**Task:**
For each line below that includes the word "ServiceResponse", make a copy.

**Data for this exercise:**

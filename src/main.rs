use actix_web::{web, HttpServer};
use askhr::{config, http, telemetry, App};
use error_stack::{Result, ResultExt};
use std::process;
use thiserror::Error;
use tracing_actix_web::TracingLogger;

#[derive(Debug, Error)]
#[error("Failed to start askhr server")]
struct StartServerError;

fn main() {
    if let Err(error) = run() {
        eprintln!("{error:?}");
        process::exit(1);
    }
}

fn run() -> Result<(), StartServerError> {
    let config = config::Server::load().change_context(StartServerError)?;
    telemetry::init(&config.logging).change_context(StartServerError)?;

    tokio::runtime::Builder::new_multi_thread()
        .enable_all()
        .worker_threads(config.workers.get())
        .build()
        .change_context(StartServerError)
        .attach_printable("could not build tokio runtime")?
        .block_on(serve(config))
}

async fn serve(config: config::Server) -> Result<(), StartServerError> {
    let address = (config.ip, config.port);
    let workers = config.workers.get();

    let app = App::new(config).await.change_context(StartServerError)?;
    tracing::info!(?address, workers, "Starting askhr server");

    HttpServer::new(move || {
        actix_web::App::new()
            .wrap(TracingLogger::<http::util::QuieterRootSpanBuilder>::new())
            .configure(http::configure(app.clone()))
            .default_service(web::to(http::util::not_found))
    })
    .workers(workers)
    .bind(address)
    .change_context(StartServerError)
    .attach_printable_lazy(|| format!("could not bind to {}:{}", address.0, address.1))?
    .run()
    .await
    .change_context(StartServerError)
}
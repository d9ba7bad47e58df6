use actix_web::{
    body::MessageBody,
    dev::{ServiceRequest, ServiceResponse},
    error::JsonPayloadError,
    HttpRequest, HttpResponse,
};
use tracing::Span;
use tracing_actix_web::{DefaultRootSpanBuilder, RootSpanBuilder};

use super::Error;
use crate::types::Error as ErrorType;

/// Root span builder that logs requests at the `DEBUG` level.
pub struct QuieterRootSpanBuilder;

impl RootSpanBuilder for QuieterRootSpanBuilder {
    fn on_request_start(request: &ServiceRequest) -> Span {
        tracing_actix_web::root_span!(level = tracing::Level::DEBUG, request)
    }

    fn on_request_end<B: MessageBody>(
        span: Span,
        outcome: &Result<ServiceResponse<B>, actix_web::Error>,
    ) {
        DefaultRootSpanBuilder::on_request_end(span, outcome);
    }
}

pub async fn not_found() -> HttpResponse {
    HttpResponse::NotFound().json(ErrorType::RouteNotFound)
}

#[allow(clippy::needless_pass_by_value)]
pub fn json_error_handler(error: JsonPayloadError, _req: &HttpRequest) -> actix_web::Error {
    Error::from(error).into()
}
use crate::types;
use error_stack::{Context, Report};
use thiserror::Error;
use tracing_error::SpanTrace;

mod impls;

pub mod ext;
pub use ext::*;

/// An error returned from a request handler.
///
/// It carries the [error type](types::Error) shown to the caller along
/// with the report and span trace of what went wrong internally.
pub struct Error {
    error_type: types::Error,
    report: Report<RequestFailed>,
    trace: SpanTrace,
}

#[derive(Debug, Error)]
#[error("Failed to handle request")]
pub struct RequestFailed;

impl Error {
    #[must_use]
    pub fn from_context(error_type: types::Error, context: impl Context) -> Self {
        Self::from_report(error_type, Report::new(context))
    }

    #[must_use]
    pub fn from_report(error_type: types::Error, report: Report<impl Context>) -> Self {
        Self {
            error_type,
            report: report.change_context(RequestFailed),
            trace: SpanTrace::capture(),
        }
    }
}

impl Error {
    #[must_use]
    pub fn as_type(&self) -> &types::Error {
        &self.error_type
    }

    #[must_use]
    pub fn downcast_ref<F: Context>(&self) -> Option<&F> {
        self.report.downcast_ref::<F>()
    }
}

impl std::fmt::Debug for Error {
    fn fmt(&self, f: &mut std::fmt::Formatter<'_>) -> std::fmt::Result {
        f.debug_struct("Error")
            .field("type", &self.error_type)
            .field("report", &self.report)
            .field("trace", &self.trace)
            .finish()
    }
}

impl std::fmt::Display for Error {
    fn fmt(&self, f: &mut std::fmt::Formatter<'_>) -> std::fmt::Result {
        write!(f, "{}: ", &self.error_type)?;
        writeln!(f, "{:?}", self.report)?;
        std::fmt::Display::fmt(&self.trace, f)
    }
}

**Output for this task:**
    dev::{ServiceRequest, ServiceResponse},
        outcome: &Result<ServiceResponse<B>, actix_web::Error>,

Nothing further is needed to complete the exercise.